Here They Lie is available only on PSVR. There is no PSVR2 version, no PCVR version, and no flat-screen fallback. Sony has not announced any plans to update or re-release the game. The original PSVR is discontinued, and while you can still use it with a PS4 or PS5 (with the appropriate adapter), the hardware is increasingly difficult to find and set up.

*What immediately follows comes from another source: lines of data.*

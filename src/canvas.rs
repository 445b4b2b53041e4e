use kurbo::Point;

use crate::foundation::color::Color;
use crate::foundation::error::LimnResult;
use crate::layer::chain::LayerChain;
use crate::raster::{circle, line};

/// A layered raster canvas.
///
/// The canvas owns a fixed-size pixel grid and a budget of paint layers.
/// Callers draw primitives onto layers (which materialize on first use),
/// then [`Canvas::compose`] folds every change down the layer stack, and
/// [`Canvas::present`] hands back the composited buffer in O(1).
///
/// All calls are synchronous and single-threaded; the canvas owns every
/// buffer and only ever exposes the read-only presentation view.
///
/// ```
/// use limn::{Canvas, Color, Point};
///
/// let mut canvas = Canvas::new(64, 64, 4)?;
/// canvas.draw_line(Point::new(5.0, 5.0), Point::new(40.0, 20.0), 3, Color::opaque(255, 0, 0), 1)?;
/// canvas.draw_solid_circle(Point::new(32.0, 32.0), 9, Color::from_rgba(0, 0, 255, 128), 2)?;
/// canvas.compose();
/// let frame: &[u32] = canvas.present();
/// assert_eq!(frame.len(), 64 * 64);
/// # Ok::<(), limn::LimnError>(())
/// ```
#[derive(Debug)]
pub struct Canvas {
    chain: LayerChain,
}

impl Canvas {
    /// Creates a canvas over an opaque black background.
    ///
    /// `max_layer_count` is the number of paintable layers (targets
    /// `1..=max_layer_count`); the background occupies slot 0. Dimensions
    /// and the layer budget are fixed for the canvas lifetime.
    pub fn new(width: u32, height: u32, max_layer_count: usize) -> LimnResult<Self> {
        Self::with_background(width, height, max_layer_count, Color::BLACK)
    }

    /// Creates a canvas with an explicit background color.
    pub fn with_background(
        width: u32,
        height: u32,
        max_layer_count: usize,
        background: Color,
    ) -> LimnResult<Self> {
        Ok(Self {
            chain: LayerChain::new(width, height, max_layer_count, background)?,
        })
    }

    /// Canvas width in pixels.
    pub fn width(&self) -> u32 {
        self.chain.width()
    }

    /// Canvas height in pixels.
    pub fn height(&self) -> u32 {
        self.chain.height()
    }

    /// Total pixel count (`width * height`).
    pub fn pixel_count(&self) -> usize {
        self.chain.pixel_count()
    }

    /// Draws a stroke of width `brush` between two fractional endpoints on
    /// the given layer, materializing the layer if needed.
    ///
    /// Geometry outside the canvas is silently clipped, and the painted
    /// pixel set is independent of endpoint order. Endpoints truncate
    /// toward zero to pixel coordinates; a stroke whose endpoints truncate
    /// to the same pixel paints nothing.
    pub fn draw_line(
        &mut self,
        p0: Point,
        p1: Point,
        brush: u32,
        color: Color,
        layer: usize,
    ) -> LimnResult<()> {
        self.chain.ensure_layer(layer)?;
        line::stroke(&mut self.chain, layer, p0, p1, brush, color);
        Ok(())
    }

    /// Fills a disk of the given pixel diameter centered at `center`
    /// (which may be fractional) on the given layer.
    ///
    /// Odd diameters center on a pixel, even diameters on a pixel corner;
    /// `diameter == 0` paints nothing.
    pub fn draw_solid_circle(
        &mut self,
        center: Point,
        diameter: u32,
        color: Color,
        layer: usize,
    ) -> LimnResult<()> {
        self.chain.ensure_layer(layer)?;
        circle::fill_disk(&mut self.chain, layer, center, diameter, color);
        Ok(())
    }

    /// Strokes a circle outline of the given diameter with a brush of
    /// width `brush` on the given layer. `diameter == 0` paints nothing.
    pub fn draw_hollow_circle(
        &mut self,
        center: Point,
        diameter: u32,
        brush: u32,
        color: Color,
        layer: usize,
    ) -> LimnResult<()> {
        self.chain.ensure_layer(layer)?;
        circle::stroke_ring(&mut self.chain, layer, center, diameter, brush, color);
        Ok(())
    }

    /// Folds every change since the previous compose down the layer stack.
    ///
    /// Call after a batch of draws and before [`Canvas::present`]. Cost is
    /// proportional to the number of changed pixels, not the canvas size;
    /// composing an unchanged canvas does nothing.
    pub fn compose(&mut self) {
        self.chain.compose();
    }

    /// Wipes one layer back to fully transparent and schedules every pixel
    /// it ever painted for re-composition on the next [`Canvas::compose`].
    /// Layer 0 is not a valid target.
    pub fn clear(&mut self, layer: usize) -> LimnResult<()> {
        self.chain.clear(layer)
    }

    /// The composited frame: row-major, one packed ARGB word per pixel
    /// (alpha in the high byte), `width * height` words. O(1); the slice
    /// borrows the outermost layer's composed buffer.
    pub fn present(&self) -> &[u32] {
        self.chain.present()
    }
}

This means the game is effectively stranded. Anyone who wants to experience it must source legacy hardware, and there is no path forward for current-generation VR players.

Who This Is For

Good for:

  • PSVR hardware owners curious about early VR horror experiments
  • Players with strong VR legs who want to experience a genuinely surreal aesthetic
  • Horror enthusiasts interested in the historical catalog of PSVR launch titles

Not for:

  • Anyone prone to VR motion sickness — this game will be genuinely unpleasant
  • Players expecting combat, puzzles, or meaningful interaction
  • PSVR2-only owners — there is no compatibility path
  • Anyone seeking a polished, modern VR horror experience — games like Resident Evil 7 VR, The Persistence, or even Wandering in VR deliver more refined experiences on the same platform

The Verdict

Tier: D

Game Quality: C Here They Lie has a strong opening and genuine creative ambition in its art direction and sound design. But the narrative is pretentious without being coherent, the pacing drags, the enemies are unthreatening, and the whole experience is only three to four hours of mostly walking. There’s a kernel of a good horror concept here, wrapped in enough padding and forced surrealism that it barely sustains interest.

VR Implementation Quality: D The VR is limited to head tracking and stereoscopic view via a gamepad — no motion controls, no hand presence, no meaningful VR interaction. Worse, the game actively fights against VR comfort with forced camera movements and warping effects that induce nausea. This is not just a game that fails to leverage VR’s strengths; it’s a game whose design choices actively exploit VR’s weaknesses.

Overall Tier: D Here They Lie is a historically interesting PSVR launch title that demonstrates both the potential and the pitfalls of early VR horror. Its strong opening atmosphere cannot sustain an experience that makes players physically ill, offers no meaningful interaction, tells an incoherent story, and is permanently locked to discontinued hardware. There are better ways to spend your time in VR — even on the same platform.

Verdict

Enthusiasts/Tinkerers Only
D

Here They Lie is a PSVR-only psychological horror walking simulator with striking atmosphere and genuine early scares, but it's hamstrung by forced camera movements that induce motion sickness, nonexistent combat, an overwrought narrative, and permanent abandonment on a discontinued headset platform.

HorrorWalking SimulatorPsychological HorrorPSVR ExclusivePS4DS4 GamepadNo Motion ControlsFixed LocomotionSurrealAtmosphericNausea-ProneShort Duration
Sources
Research conducted via IGN review (Kallie Plagge, October 2016), Metacritic critic and user reviews (aggregated), YouTube VR gameplay footage (PSVR2 Without Parole), and community reports. No direct testing performed. Game is stranded on original PSVR hardware with no PCVR or PSVR2 path available.